Um Mundo Brilhante é um livro fácil e rápido de ser livro, o problema e que, apesar de ter diversos momentos de evolução na estória, o livro não parece evoluir, e a culpa disso recai sempre no personagem principal, Ben. Mas talvez essa seja a mensagem que o livro queria passar, que não devemos ser como Ben, que por diversas vezes é egoísta e prefere ter uma vida medíocre ao invés de lutar pelo que deseja.

“Registrar no papel o que fizemos é nossa maneira de dizermos a nós mesmo que temos um significado, que nos importamos. Que as coisas que realizamos fizeram a diferença. Não ser se uma diferença grande, mas fizemos. Registrar tudo pode ajudara sermos lembrados. E isto tem muita importância para nós. Nenhum de nós que acabar como um pilha de ossos brancos esquecidos, desconhecidos e, pior de tudo, sem ninguém saber dos riscos que corremos.”
Devido à capa e a diagramação de Amanhã, Quando a Guerra Começou, lançado pela Editora Fundamento, imaginava encontrar um livro mais infantil do que encontrei. Logo nas primeiras páginas é possível perceber que essa primeira impressão se mostra errada. Cenas fortes, guerra, dor, perda. Um início maravilhoso para uma série que promete muito.

E para quem ainda não leu pode conferir a resenha clicando aqui.

“Eu não sou Ariel Dragland. Meu nome é Julieta e passei séculos entrando e saindo do corpo de pessoas diferentes, lutando pelo amor, tentando salvar almas gêmeas de Romeu, o homem que me matou. Sim, aquela Julieta. Aquele Romeu.”
E então li Julieta Imortal, da autora Stacey Jay, lançado pela Editora Novo Conceito. A resenha pode ser vista clicando aqui.

Ao começar Julieta Imortal minhas expectativas estavam bastante altas, já tinha lido muitas resenhas positivas e isso me deixava animado, mas ao mesmo tempo receoso, com medo de me decepcionar. Mas logo em suas primeiras páginas o livro já conseguiu me conquistar. Stacey criou uma estória interessante e bem amarrada que prende o leitor da primeira a última página.

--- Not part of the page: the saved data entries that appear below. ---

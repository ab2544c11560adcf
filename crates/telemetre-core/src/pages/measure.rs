//! Measure page: live distance readout, sampling controls, capture slots.
//!
//! Layout (vertical):
//! - title
//! - distance readout
//! - `Mesurer` / `Continu` button row
//! - `Capture A` / `Capture B` button row
//! - slot A / slot B readout row
//! - surface readout
//! - `Enregistrer` / `Historique` button row

use embedded_graphics::prelude::*;
use embedded_graphics::text::Alignment as TextAlignment;
use embedded_graphics::{
    Drawable as EgDrawable,
    pixelcolor::Rgb565,
    primitives::{PrimitiveStyle, Rectangle},
};
use heapless::Vec;

use crate::measure::Measurement;
use crate::pages::page::Page;
use crate::readout;
use crate::ui::{
    Action, Alignment, Button, ButtonVariant, Container, Direction, Drawable, PageEvent, PageId,
    Padding, SizeConstraint, TextComponent, TextSize, Theme, TouchEvent, TouchResult, Touchable,
};

const TITLE_HEIGHT_PX: u32 = 24;
const READOUT_LARGE_HEIGHT_PX: u32 = 28;
const READOUT_SMALL_HEIGHT_PX: u32 = 14;
const BUTTON_ROW_HEIGHT_PX: u32 = 36;

/// Index of the `Continu` toggle in the button list.
const CONTINUOUS_BUTTON: usize = 1;

pub struct MeasurePage {
    bounds: Rectangle,
    theme: Theme,
    title: TextComponent,
    distance: TextComponent,
    slot_a: TextComponent,
    slot_b: TextComponent,
    area: TextComponent,
    buttons: Vec<Button, 6>,
    running: bool,
    dirty: bool,
}

impl MeasurePage {
    pub fn new(bounds: Rectangle) -> Self {
        let theme = Theme::default();
        let zero = Rectangle::zero();

        let title = TextComponent::new(zero, "Télémètre SRF02", TextSize::Large)
            .with_alignment(TextAlignment::Center);
        let distance = TextComponent::new(zero, readout::DISTANCE_PLACEHOLDER, TextSize::Large)
            .with_alignment(TextAlignment::Center);
        let slot_a = TextComponent::new(zero, "A : ---", TextSize::Medium);
        let slot_b = TextComponent::new(zero, "B : ---", TextSize::Medium);
        let area = TextComponent::new(zero, readout::AREA_PLACEHOLDER, TextSize::Medium);

        Self {
            bounds,
            theme,
            title,
            distance,
            slot_a,
            slot_b,
            area,
            buttons: Vec::new(),
            running: false,
            dirty: true,
        }
    }

    /// Compute the layout and build the buttons.
    pub fn init(&mut self) {
        let theme = self.theme;
        let palette = theme.palette;

        let mut root = Container::<7>::new(self.bounds, Direction::Vertical)
            .with_alignment(Alignment::Stretch)
            .with_spacing(theme.spacing.small)
            .with_padding(Padding::all(theme.spacing.medium));

        let title_slot = root.add_child(Size::zero(), SizeConstraint::Fixed(TITLE_HEIGHT_PX));
        let distance_slot =
            root.add_child(Size::zero(), SizeConstraint::Fixed(READOUT_LARGE_HEIGHT_PX));
        let sample_row = root.add_child(Size::zero(), SizeConstraint::Fixed(BUTTON_ROW_HEIGHT_PX));
        let capture_row = root.add_child(Size::zero(), SizeConstraint::Fixed(BUTTON_ROW_HEIGHT_PX));
        let slots_row = root.add_child(Size::zero(), SizeConstraint::Fixed(READOUT_SMALL_HEIGHT_PX));
        let area_slot =
            root.add_child(Size::zero(), SizeConstraint::Fixed(READOUT_SMALL_HEIGHT_PX));
        let bottom_row = root.add_child(Size::zero(), SizeConstraint::Fixed(BUTTON_ROW_HEIGHT_PX));

        if let Some(bounds) = title_slot.ok().and_then(|i| root.child_bounds(i)) {
            self.title.set_bounds(bounds);
        }
        if let Some(bounds) = distance_slot.ok().and_then(|i| root.child_bounds(i)) {
            self.distance.set_bounds(bounds);
        }
        if let Some(bounds) = area_slot.ok().and_then(|i| root.child_bounds(i)) {
            self.area.set_bounds(bounds);
        }

        if let Some(bounds) = slots_row.ok().and_then(|i| root.child_bounds(i)) {
            let (left, right) = Self::split_row(bounds, theme.spacing.medium);
            self.slot_a.set_bounds(left);
            self.slot_b.set_bounds(right);
        }

        self.buttons.clear();

        if let Some(bounds) = sample_row.ok().and_then(|i| root.child_bounds(i)) {
            let (left, right) = Self::split_row(bounds, theme.spacing.medium);
            self.buttons
                .push(
                    Button::new(left, "Mesurer", Action::Sample)
                        .with_palette(palette)
                        .with_variant(ButtonVariant::Primary),
                )
                .ok();
            // Placeholder bool; the page substitutes its own toggle state
            // when the button fires.
            self.buttons
                .push(
                    Button::new(right, "Continu", Action::ToggleContinuous(true))
                        .with_palette(palette)
                        .with_variant(ButtonVariant::Outline),
                )
                .ok();
        }

        if let Some(bounds) = capture_row.ok().and_then(|i| root.child_bounds(i)) {
            let (left, right) = Self::split_row(bounds, theme.spacing.medium);
            self.buttons
                .push(
                    Button::new(left, "Capture A", Action::CaptureA)
                        .with_palette(palette)
                        .with_variant(ButtonVariant::Secondary),
                )
                .ok();
            self.buttons
                .push(
                    Button::new(right, "Capture B", Action::CaptureB)
                        .with_palette(palette)
                        .with_variant(ButtonVariant::Secondary),
                )
                .ok();
        }

        if let Some(bounds) = bottom_row.ok().and_then(|i| root.child_bounds(i)) {
            let (left, right) = Self::split_row(bounds, theme.spacing.medium);
            self.buttons
                .push(
                    Button::new(left, "Enregistrer", Action::SaveToHistory)
                        .with_palette(palette)
                        .with_variant(ButtonVariant::Secondary),
                )
                .ok();
            self.buttons
                .push(
                    Button::new(right, "Historique", Action::NavigateToPage(PageId::History))
                        .with_palette(palette)
                        .with_variant(ButtonVariant::Outline),
                )
                .ok();
        }

        self.dirty = true;
    }

    /// Split a row into two equal halves with a gap between them.
    fn split_row(row: Rectangle, gap: u32) -> (Rectangle, Rectangle) {
        let mut half = Container::<2>::new(row, Direction::Horizontal)
            .with_alignment(Alignment::Stretch)
            .with_spacing(gap);
        let left = half.add_child(Size::zero(), SizeConstraint::Expand);
        let right = half.add_child(Size::zero(), SizeConstraint::Expand);

        let fallback = Rectangle::zero();
        (
            left.ok().and_then(|i| half.child_bounds(i)).unwrap_or(fallback),
            right
                .ok()
                .and_then(|i| half.child_bounds(i))
                .unwrap_or(fallback),
        )
    }

    fn set_running(&mut self, running: bool) {
        self.running = running;
        let variant = if running {
            ButtonVariant::Primary
        } else {
            ButtonVariant::Outline
        };
        if let Some(button) = self.buttons.get_mut(CONTINUOUS_BUTTON) {
            button.set_variant(variant);
        }
    }

    fn apply_captures(&mut self, a: Measurement, b: Measurement, area_m2: Option<f32>) {
        self.slot_a.set_text(&readout::slot_line('A', a));
        self.slot_b.set_text(&readout::slot_line('B', b));
        // Without both slots the surface readout keeps its previous value.
        if let Some(area) = area_m2 {
            self.area.set_text(&readout::area_line(area));
        }
    }
}

impl Page for MeasurePage {
    fn id(&self) -> PageId {
        PageId::Measure
    }

    fn title(&self) -> &str {
        "Mesure"
    }

    fn on_activate(&mut self) {
        self.dirty = true;
    }

    fn handle_touch(&mut self, event: TouchEvent) -> Option<Action> {
        for button in &mut self.buttons {
            match button.handle_touch(event) {
                TouchResult::Action(Action::ToggleContinuous(_)) => {
                    // The button's stored bool is a placeholder; flip the
                    // page-tracked state and emit that instead.
                    let running = !self.running;
                    self.set_running(running);
                    return Some(Action::ToggleContinuous(running));
                }
                TouchResult::Action(action) => return Some(action),
                TouchResult::Handled => return None,
                TouchResult::NotHandled => continue,
            }
        }
        None
    }

    fn update(&mut self) {}

    fn on_event(&mut self, event: &PageEvent) -> bool {
        match event {
            PageEvent::Measurement(m) => {
                self.distance.set_text(&readout::distance_line(*m));
            }
            PageEvent::SamplingState(running) => {
                self.set_running(*running);
                if !running {
                    self.distance.set_text(readout::SAMPLING_STOPPED);
                }
            }
            PageEvent::Captures(snapshot) => {
                self.apply_captures(snapshot.a, snapshot.b, snapshot.area_m2);
            }
            // The history panel lives on its own page.
            PageEvent::History(_) => return false,
        }
        Drawable::is_dirty(self)
    }

    fn draw_page<D: DrawTarget<Color = Rgb565>>(
        &mut self,
        display: &mut D,
    ) -> Result<(), D::Error> {
        Drawable::draw(self, display)
    }

    fn bounds(&self) -> Rectangle {
        Drawable::bounds(self)
    }

    fn is_dirty(&self) -> bool {
        Drawable::is_dirty(self)
    }

    fn mark_clean(&mut self) {
        Drawable::mark_clean(self)
    }

    fn mark_dirty(&mut self) {
        Drawable::mark_dirty(self)
    }
}

impl Drawable for MeasurePage {
    fn draw<D: DrawTarget<Color = Rgb565>>(&self, display: &mut D) -> Result<(), D::Error> {
        self.bounds
            .into_styled(PrimitiveStyle::with_fill(self.theme.palette.background))
            .draw(display)?;

        self.title.draw(display)?;
        self.distance.draw(display)?;
        self.slot_a.draw(display)?;
        self.slot_b.draw(display)?;
        self.area.draw(display)?;

        for button in &self.buttons {
            button.draw(display)?;
        }

        Ok(())
    }

    fn bounds(&self) -> Rectangle {
        self.bounds
    }

    fn is_dirty(&self) -> bool {
        self.dirty
            || self.title.is_dirty()
            || self.distance.is_dirty()
            || self.slot_a.is_dirty()
            || self.slot_b.is_dirty()
            || self.area.is_dirty()
            || self.buttons.iter().any(|b| b.is_dirty())
    }

    fn mark_clean(&mut self) {
        self.dirty = false;
        self.title.mark_clean();
        self.distance.mark_clean();
        self.slot_a.mark_clean();
        self.slot_b.mark_clean();
        self.area.mark_clean();
        for button in &mut self.buttons {
            button.mark_clean();
        }
    }

    fn mark_dirty(&mut self) {
        self.dirty = true;
    }
}

#[cfg(test)]
mod tests {
    use super::*;
    use crate::capture::CaptureSnapshot;

    fn page() -> MeasurePage {
        let mut page = MeasurePage::new(Rectangle::new(Point::zero(), Size::new(320, 240)));
        page.init();
        page
    }

    fn press_button(page: &mut MeasurePage, index: usize) -> Option<Action> {
        let center = page.buttons[index].bounds().center();
        page.handle_touch(TouchEvent::Press(crate::ui::TouchPoint::new(
            center.x as u16,
            center.y as u16,
        )))
    }

    #[test]
    fn test_measurement_event_updates_distance_readout() {
        let mut page = page();
        Drawable::mark_clean(&mut page);

        assert!(page.on_event(&PageEvent::Measurement(Measurement::Distance(100))));
        assert_eq!(page.distance.text(), "Distance : 100 cm");

        let _ = page.on_event(&PageEvent::Measurement(Measurement::Invalid));
        assert_eq!(page.distance.text(), "Erreur I2C !");
    }

    #[test]
    fn test_toggle_button_alternates_state() {
        let mut page = page();

        assert_eq!(
            press_button(&mut page, CONTINUOUS_BUTTON),
            Some(Action::ToggleContinuous(true))
        );
        assert_eq!(
            press_button(&mut page, CONTINUOUS_BUTTON),
            Some(Action::ToggleContinuous(false))
        );
    }

    #[test]
    fn test_stop_event_shows_stopped_text() {
        let mut page = page();
        let _ = page.on_event(&PageEvent::Measurement(Measurement::Distance(55)));

        let _ = page.on_event(&PageEvent::SamplingState(false));
        assert_eq!(page.distance.text(), readout::SAMPLING_STOPPED);
    }

    #[test]
    fn test_area_readout_keeps_last_value_without_both_slots() {
        let mut page = page();

        let _ = page.on_event(&PageEvent::Captures(CaptureSnapshot {
            a: Measurement::Distance(300),
            b: Measurement::Distance(400),
            area_m2: Some(12.0),
        }));
        assert_eq!(page.area.text(), "Surface : 12.00 m2");

        // Slot A re-captured while the bus is down: no new surface.
        let _ = page.on_event(&PageEvent::Captures(CaptureSnapshot {
            a: Measurement::Invalid,
            b: Measurement::Distance(400),
            area_m2: None,
        }));
        assert_eq!(page.slot_a.text(), "A : ---");
        assert_eq!(page.area.text(), "Surface : 12.00 m2");
    }

    #[test]
    fn test_sample_button_emits_sample_action() {
        let mut page = page();
        assert_eq!(press_button(&mut page, 0), Some(Action::Sample));
    }
}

“Quero rir junto com você e dormir com você em meus braços. Porque você não é só alguém que amei no passado. Você era minha melhor amiga, a melhor parte de quem eu sou, e não consigo me imaginar desistindo disso outra vez. – Ele hesitou, buscando as palavras certas. – Eu lhe dei o melhor de mim e, depois que você foi embora, nada jamais voltou a ser o mesmo.”
E por fim, li O Melhor de Mim, do autor Nicholas Sparks. Esse, que é o primeiro livro do Nicholas lançado para Editora Arqueiro logo se tornou meu livro favorito do autor.

Demorei bastante para terminar de lê-lo devido aos motivos já citados, mas se não fosse isso imagino que a leitura tivesse sido bastante rápida, já que é um livro que flui com bastante facilidade. Não falarei muito sobre ele agora, a resenha já está programada para próxima semana, então aguardem.